It remains unclear how you intend this to work.
I’m sorry for not expressing it clearly.
Here’s a longer description, hopefully being more explicit helps:
host is a developer laptop, device is the embedded device.
The build.zig file has a main application that only gets built for the device. We build various libraries that need to be loaded on the device for it to run as well. The build.zig file for the project also builds some tooling. Some for the host and some for the device.
One of those tools, call it harness for the sake of the example, facilitates communication between the two machines during development. harness --server <program> runs a server that forks off program into a child process, then accepts various remote commands. harness --client <command> [args] sends a command to the server.
When setting up a new dev machine or doing a clean build, we build harness for both the host and the device and load the software on the device offline. The device runs harness --server main after startup.

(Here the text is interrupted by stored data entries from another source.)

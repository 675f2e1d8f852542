//! Minimum-transfer search.
//!
//! Labels are `(transfers, arrival)` pairs compared lexicographically: fewer
//! line changes always wins, earlier arrival breaks ties. Each stop keeps its
//! best label; a popped state whose label is strictly worse than the stop's
//! best is dropped (lazy deletion).
//!
//! Besides boarding, a state may "wait": stay at the stop with the clock
//! advanced by the wait quantum. A wait is generated only while some
//! departure from the stop is still boardable after it, and it goes through
//! the same dominance check as any other label.

use std::collections::HashMap;
use std::sync::Arc;

use chrono::Duration;
use tracing::{debug, trace};

use crate::domain::{Connection, Itinerary, TransitTime};
use crate::timetable::AdjacencyIndex;

use super::frontier::Frontier;

type Label = (usize, TransitTime);

struct TransferState {
    stop: Arc<str>,
    arrival: TransitTime,
    transfers: usize,
    route: Vec<Connection>,
}

impl TransferState {
    fn label(&self) -> Label {
        (self.transfers, self.arrival)
    }

    /// Transfers after boarding `next` from this state.
    fn transfers_after(&self, next: &Connection) -> usize {
        match self.route.last() {
            Some(last) if last.is_transfer_to(next) => self.transfers + 1,
            _ => self.transfers,
        }
    }
}

/// Find the route to `goal` with the fewest line changes, then the earliest
/// arrival among those.
///
/// The cost is the transfer count. Returns [`Itinerary::not_found`] when the
/// goal is unreachable; a zero `wait_quantum` disables waiting.
pub fn minimum_transfers(
    index: &AdjacencyIndex,
    start: &str,
    goal: &str,
    depart_at: TransitTime,
    wait_quantum: Duration,
) -> Itinerary {
    let start: Arc<str> = Arc::from(start);
    let mut best: HashMap<Arc<str>, Label> = HashMap::new();
    best.insert(start.clone(), (0, depart_at));

    let mut frontier = Frontier::new();
    frontier.push(
        (0, depart_at),
        TransferState {
            stop: start,
            arrival: depart_at,
            transfers: 0,
            route: Vec::new(),
        },
    );

    let mut expanded = 0usize;

    while let Some((_, state)) = frontier.pop() {
        if &*state.stop == goal {
            debug!(
                goal,
                expanded,
                pushed = frontier.pushed(),
                transfers = state.transfers,
                legs = state.route.len(),
                "Minimum-transfer search reached goal"
            );
            return Itinerary::new(state.route, state.transfers as f64);
        }

        if best
            .get(&state.stop)
            .is_some_and(|&known| known < state.label())
        {
            continue;
        }

        expanded += 1;
        trace!(
            stop = %state.stop,
            arrival = %state.arrival,
            transfers = state.transfers,
            "Expanding"
        );

        let departures = index.departures_from(&state.stop);

        for connection in departures {
            if !connection.boardable_at(state.arrival) {
                continue;
            }

            let label = (state.transfers_after(connection), connection.arrival);
            if !improve(&mut best, &connection.destination, label) {
                continue;
            }

            let mut route = state.route.clone();
            route.push(connection.clone());
            frontier.push(
                label,
                TransferState {
                    stop: connection.destination.clone(),
                    arrival: connection.arrival,
                    transfers: label.0,
                    route,
                },
            );
        }

        if wait_quantum > Duration::zero() {
            let Some(waited) = state.arrival.checked_add(wait_quantum) else {
                continue;
            };
            let worth_waiting = departures.iter().any(|c| c.boardable_at(waited));
            let label = (state.transfers, waited);
            if worth_waiting && improve(&mut best, &state.stop, label) {
                frontier.push(
                    label,
                    TransferState {
                        stop: state.stop.clone(),
                        arrival: waited,
                        transfers: state.transfers,
                        route: state.route.clone(),
                    },
                );
            }
        }
    }

    debug!(goal, expanded, "Minimum-transfer search exhausted");
    Itinerary::not_found()
}

/// Record `label` for `stop` if it is strictly better than what is known.
fn improve(best: &mut HashMap<Arc<str>, Label>, stop: &Arc<str>, label: Label) -> bool {
    match best.get(stop) {
        Some(&known) if known <= label => false,
        _ => {
            best.insert(stop.clone(), label);
            true
        }
    }
}
//! CSV ingestion of the connection list.
//!
//! The expected layout is one header row followed by eleven positional
//! columns per connection:
//!
//! ```text
//! id,company,line,departure_time,arrival_time,start_stop,end_stop,start_stop_lat,start_stop_lon,end_stop_lat,end_stop_lon
//! 4,MPK Autobusy,A,20:57:00,20:59:00,Baltycka,Broniewskiego,51.1366,17.0306,51.1358,17.0374
//! ```
//!
//! Header names are ignored; only the column order matters.

use std::collections::HashSet;
use std::fs::File;
use std::io::Read;
use std::path::{Path, PathBuf};
use std::sync::Arc;

use chrono::NaiveDate;
use serde::Deserialize;
use tracing::{info, warn};

use crate::domain::{Connection, Coordinates, TransitTime};

/// Errors from loading a connection file.
#[derive(Debug, thiserror::Error)]
pub enum LoadError {
    /// The file could not be opened
    #[error("cannot open {path}: {source}")]
    Io {
        path: PathBuf,
        source: std::io::Error,
    },

    /// The CSV structure itself is broken
    #[error("CSV error: {0}")]
    Csv(#[from] csv::Error),

    /// A row parsed as CSV but its fields are not a valid connection
    #[error("invalid connection on line {line}: {reason}")]
    InvalidRecord { line: u64, reason: String },
}

/// One CSV row, deserialized by position.
#[derive(Debug, Deserialize)]
struct ConnectionRecord {
    id: u32,
    company: String,
    line: String,
    departure_time: String,
    arrival_time: String,
    start_stop: String,
    end_stop: String,
    start_stop_lat: f64,
    start_stop_lon: f64,
    end_stop_lat: f64,
    end_stop_lon: f64,
}

/// Shares one allocation per distinct name across all connections.
#[derive(Default)]
struct Interner {
    names: HashSet<Arc<str>>,
}

impl Interner {
    fn intern(&mut self, name: &str) -> Arc<str> {
        if let Some(existing) = self.names.get(name) {
            return existing.clone();
        }
        let name: Arc<str> = Arc::from(name);
        self.names.insert(name.clone());
        name
    }
}

/// Load connections from a CSV file, anchoring times to `service_date`.
pub fn load_connections_from_path(
    path: impl AsRef<Path>,
    service_date: NaiveDate,
) -> Result<Vec<Connection>, LoadError> {
    let path = path.as_ref();
    let file = File::open(path).map_err(|source| LoadError::Io {
        path: path.to_path_buf(),
        source,
    })?;
    let connections = load_connections(file, service_date)?;
    info!(
        path = %path.display(),
        connections = connections.len(),
        "Loaded timetable"
    );
    Ok(connections)
}

/// Load connections from any CSV reader.
pub fn load_connections<R: Read>(
    reader: R,
    service_date: NaiveDate,
) -> Result<Vec<Connection>, LoadError> {
    let mut csv_reader = csv::ReaderBuilder::new()
        .has_headers(true)
        .trim(csv::Trim::All)
        .from_reader(reader);

    let mut interner = Interner::default();
    let mut connections = Vec::new();

    for result in csv_reader.records() {
        let record = result?;
        let line = record.position().map(|p| p.line()).unwrap_or(0);
        let invalid = |reason: String| LoadError::InvalidRecord { line, reason };

        let raw: ConnectionRecord = record
            .deserialize(None)
            .map_err(|e| invalid(e.to_string()))?;

        let departure = TransitTime::parse_hms(&raw.departure_time, service_date)
            .map_err(|e| invalid(format!("departure: {e}")))?;
        let arrival = TransitTime::parse_hms(&raw.arrival_time, service_date)
            .map_err(|e| invalid(format!("arrival: {e}")))?;

        let connection = Connection {
            id: raw.id,
            company: interner.intern(&raw.company),
            line: interner.intern(&raw.line),
            departure,
            arrival,
            origin: interner.intern(&raw.start_stop),
            destination: interner.intern(&raw.end_stop),
            origin_coords: Coordinates::new(raw.start_stop_lat, raw.start_stop_lon),
            destination_coords: Coordinates::new(raw.end_stop_lat, raw.end_stop_lon),
        };

        if !connection.is_usable() {
            warn!(
                id = connection.id,
                row = line,
                departure = %connection.departure,
                arrival = %connection.arrival,
                "Connection departs after it arrives; searches will skip it"
            );
        }

        connections.push(connection);
    }

    Ok(connections)
}
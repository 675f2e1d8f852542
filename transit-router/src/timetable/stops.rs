//! Per-stop facts derived from the connection list.
//!
//! Stops have no entity of their own in the timetable: a stop is a name that
//! appears as an origin or destination. The directory records where each
//! stop is (from the first connection that touches it) and which lines
//! serve it, for request validation and the guided search heuristic.

use std::collections::{HashMap, HashSet};
use std::sync::Arc;

use crate::domain::{Connection, Coordinates};

#[derive(Debug)]
struct StopInfo {
    coords: Coordinates,
    lines: HashSet<Arc<str>>,
}

/// Lookup of every stop named in the timetable.
#[derive(Debug, Default)]
pub struct StopDirectory {
    stops: HashMap<Arc<str>, StopInfo>,
}

impl StopDirectory {
    pub fn build(connections: &[Connection]) -> Self {
        let mut stops: HashMap<Arc<str>, StopInfo> = HashMap::new();

        for connection in connections {
            for (name, coords) in [
                (&connection.origin, connection.origin_coords),
                (&connection.destination, connection.destination_coords),
            ] {
                stops
                    .entry(name.clone())
                    .or_insert_with(|| StopInfo {
                        coords,
                        lines: HashSet::new(),
                    })
                    .lines
                    .insert(connection.line.clone());
            }
        }

        Self { stops }
    }

    /// Returns true if `stop` appears anywhere in the timetable.
    pub fn contains(&self, stop: &str) -> bool {
        self.stops.contains_key(stop)
    }

    /// Coordinates of the first connection that touched `stop`.
    pub fn coordinates(&self, stop: &str) -> Option<Coordinates> {
        self.stops.get(stop).map(|s| s.coords)
    }

    /// Returns true if at least one line calls at both stops.
    pub fn share_line(&self, a: &str, b: &str) -> bool {
        match (self.stops.get(a), self.stops.get(b)) {
            (Some(a), Some(b)) => !a.lines.is_disjoint(&b.lines),
            _ => false,
        }
    }

    /// Number of distinct stops.
    pub fn len(&self) -> usize {
        self.stops.len()
    }

    pub fn is_empty(&self) -> bool {
        self.stops.is_empty()
    }
}
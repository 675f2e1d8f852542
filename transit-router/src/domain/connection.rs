//! Scheduled connection type.
//!
//! A `Connection` is one directed trip segment between two adjacent stops.
//! Names are stored as `Arc<str>` so routes can be cloned cheaply while the
//! searches extend them state by state.

use std::fmt;
use std::sync::Arc;

use chrono::Duration;
use serde::Serialize;

use super::TransitTime;

/// Mean Earth radius in kilometres.
pub const EARTH_RADIUS_KM: f64 = 6371.0;

/// A point on the Earth's surface in decimal degrees.
#[derive(Debug, Clone, Copy, PartialEq, Serialize)]
pub struct Coordinates {
    pub lat: f64,
    pub lon: f64,
}

impl Coordinates {
    pub fn new(lat: f64, lon: f64) -> Self {
        Self { lat, lon }
    }

    /// Great-circle distance in kilometres using the haversine formula.
    ///
    /// # Examples
    ///
    /// ```
    /// use transit_router::domain::Coordinates;
    ///
    /// let a = Coordinates::new(51.0, 17.0);
    /// let b = Coordinates::new(52.0, 17.0);
    /// // One degree of latitude is roughly 111 km
    /// assert!((a.haversine_km(&b) - 111.19).abs() < 0.1);
    /// ```
    pub fn haversine_km(&self, other: &Coordinates) -> f64 {
        let d_lat = (other.lat - self.lat).to_radians();
        let d_lon = (other.lon - self.lon).to_radians();
        let a = (d_lat / 2.0).sin().powi(2)
            + self.lat.to_radians().cos() * other.lat.to_radians().cos() * (d_lon / 2.0).sin().powi(2);
        let c = 2.0 * a.sqrt().atan2((1.0 - a).sqrt());
        EARTH_RADIUS_KM * c
    }
}

/// One scheduled trip segment.
///
/// Connections are immutable once built. The schedule is not validated here:
/// a connection whose departure is after its arrival can exist, and the
/// searches skip it (see [`Connection::is_usable`]).
#[derive(Debug, Clone, PartialEq, Serialize)]
pub struct Connection {
    pub id: u32,
    pub company: Arc<str>,
    pub line: Arc<str>,
    pub departure: TransitTime,
    pub arrival: TransitTime,
    pub origin: Arc<str>,
    pub destination: Arc<str>,
    pub origin_coords: Coordinates,
    pub destination_coords: Coordinates,
}

impl Connection {
    /// Returns true if the connection departs no later than it arrives.
    pub fn is_usable(&self) -> bool {
        self.departure <= self.arrival
    }

    /// Returns true if this connection can be boarded by someone at its
    /// origin at `time`.
    pub fn boardable_at(&self, time: TransitTime) -> bool {
        self.is_usable() && self.departure >= time
    }

    /// Returns the in-vehicle time.
    pub fn duration(&self) -> Duration {
        self.arrival.signed_duration_since(self.departure)
    }

    /// Returns true if boarding `next` after this one changes line.
    pub fn is_transfer_to(&self, next: &Connection) -> bool {
        self.line != next.line
    }
}

impl fmt::Display for Connection {
    fn fmt(&self, f: &mut fmt::Formatter<'_>) -> fmt::Result {
        write!(
            f,
            "{} {} {}-{}",
            self.line, self.arrival, self.origin, self.destination
        )
    }
}
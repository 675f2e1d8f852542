//! Timetable access for the route searches.
//!
//! Loading turns the CSV export into a flat list of connections; the
//! adjacency index and stop directory are read-only views over that list,
//! built once per request and shared by every search it runs.

mod adjacency;
mod load;
mod stops;

pub use adjacency::AdjacencyIndex;
pub use load::{LoadError, load_connections, load_connections_from_path};
pub use stops::StopDirectory;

During active development, the build system has a zig build update step, where the host runs harness --client --upload-files [generated build artifacts], then harness --client --restart-server. Zig’s caching does work in this case - only artifacts with cache misses get rebuilt and transferred, the device restarts harness --server main, running the new version of the program.
It takes about three minutes and faffing about in several GUI tools to do the offline software update, whereas the slowest runs of zig build update take on the order of 30 seconds, so the dev cycle is much nicer with the update harness.
When there’s a cache miss on harness itself, I’d like to be able to do something like
[previous host version] --client --upload-files [new device version]
[previous host version] --client --restart-server
[new host version] --client --upload-files [artifacts]
[new host version] --client --restart-server
That way, the code for harness can have breaking changes applied without breaking the dev experience. As long as each version can transfer files to itself, it should work. That’s much easier to test than always ensuring no breaking changes between versions.